Although progress has been made in understanding the mechanisms implicated in the pathogenesis of autoimmune inflammation, studies aimed at identifying the mediators of these pathways will be necessary to develop more selective therapies. Galectins, a family of glycan-binding proteins, play central roles in immune cell homeostasis. Whereas some members of this family trigger regulatory programs that promote resolution of inflammation, others contribute to perpetuate autoimmune processes. We discuss the roles of endogenous galectins and their specific glycosylated ligands in shaping autoimmune responses by fueling, extinguishing, or rewiring immune circuits. Understanding the relevance of galectin–glycan interactions in autoimmune inflammation could help to uncover novel pathways of tolerance breakdown, define molecular signatures for patient stratification and therapy responses, and open new avenues for immune intervention.
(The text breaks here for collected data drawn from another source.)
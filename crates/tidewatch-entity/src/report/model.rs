//! Report entity model.

use chrono::{DateTime, Utc};
use serde::{Deserialize, Serialize};
use validator::Validate;

use tidewatch_core::types::{AlertId, GeoPoint, ReportId, UserId};

use super::analysis::AiAnalysis;
use super::attachment::Attachment;
use super::engagement::{Comment, VoteTally};
use super::kind::ReportType;
use super::status::ReportStatus;
use crate::severity::Severity;

/// A crowd-sourced observation.
#[derive(Debug, Clone, Serialize, Deserialize)]
pub struct Report {
    /// Unique report identifier.
    pub id: ReportId,
    /// Who submitted it.
    pub author_id: UserId,
    /// What was observed.
    pub report_type: ReportType,
    /// Reporter's severity estimate.
    pub severity: Severity,
    /// Short headline.
    pub title: String,
    /// Free-text description.
    pub description: String,
    /// Where it was observed.
    pub location: GeoPoint,
    /// Owned attachment references.
    pub attachments: Vec<Attachment>,
    /// Oracle output, absent until (and unless) analysis succeeds.
    pub analysis: Option<AiAnalysis>,
    /// Verification status.
    pub status: ReportStatus,
    /// Owned vote tally.
    pub votes: VoteTally,
    /// Owned, append-only follow-up log.
    pub comments: Vec<Comment>,
    /// Expert who decided the report.
    pub verified_by: Option<UserId>,
    /// When the decision was made.
    pub verified_at: Option<DateTime<Utc>>,
    /// Expert's notes.
    pub verification_notes: Option<String>,
    /// Alert generated from this report. Set at most once.
    pub escalated_alert: Option<AlertId>,
    /// Points credited to the author at submission.
    pub points_awarded: u64,
    /// When the report was submitted.
    pub created_at: DateTime<Utc>,
    /// When the report was last modified.
    pub updated_at: DateTime<Utc>,
}

impl Report {
    /// Build a pending report from a submission.
    pub fn new(author_id: UserId, input: SubmitReport, now: DateTime<Utc>) -> Self {
        Self {
            id: ReportId::new(),
            author_id,
            report_type: input.report_type,
            severity: input.severity,
            title: input.title,
            description: input.description,
            location: input.location,
            attachments: input.attachments,
            analysis: None,
            status: ReportStatus::Pending,
            votes: VoteTally::default(),
            comments: Vec::new(),
            verified_by: None,
            verified_at: None,
            verification_notes: None,
            escalated_alert: None,
            points_awarded: 0,
            created_at: now,
            updated_at: now,
        }
    }

    /// Number of image attachments.
    pub fn image_count(&self) -> usize {
        self.attachments.iter().filter(|a| a.is_image()).count()
    }
}

/// Data supplied by a reporter.
#[derive(Debug, Clone, Serialize, Deserialize, Validate)]
pub struct SubmitReport {
    /// What was observed.
    pub report_type: ReportType,
    /// Reporter's severity estimate.
    pub severity: Severity,
    /// Short headline.
    #[validate(length(min = 1, max = 200))]
    pub title: String,
    /// Free-text description.
    #[validate(length(min = 1, max = 5000))]
    pub description: String,
    /// Where it was observed.
    pub location: GeoPoint,
    /// Uploaded file references.
    #[serde(default)]
    #[validate(nested)]
    pub attachments: Vec<Attachment>,
}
Autoimmune diseases are heterogeneous dynamic conditions involving not only activation of autoreactive immune cells but also interruption of tolerogenic circuits. Biological agents have considerably improved therapeutic options for patients; however, current standard treatments solely reduce clinical symptoms and present severe side effects and variable response rates. Understanding the relevance of galectin-driven regulatory circuits and their alterations in autoimmune pathologies could pave the way for more rational tailored treatments. Galectins are endogenous lectins displaying specific, partially overlapping, and/or opposing functions in the regulation of immune cell programs; whereas some members of the galectin family (such as Gal1) mostly contribute to resolution of inflammatory responses, others (e.g., Gal3) can trigger proinflammatory signals or may even contribute to tissue repair.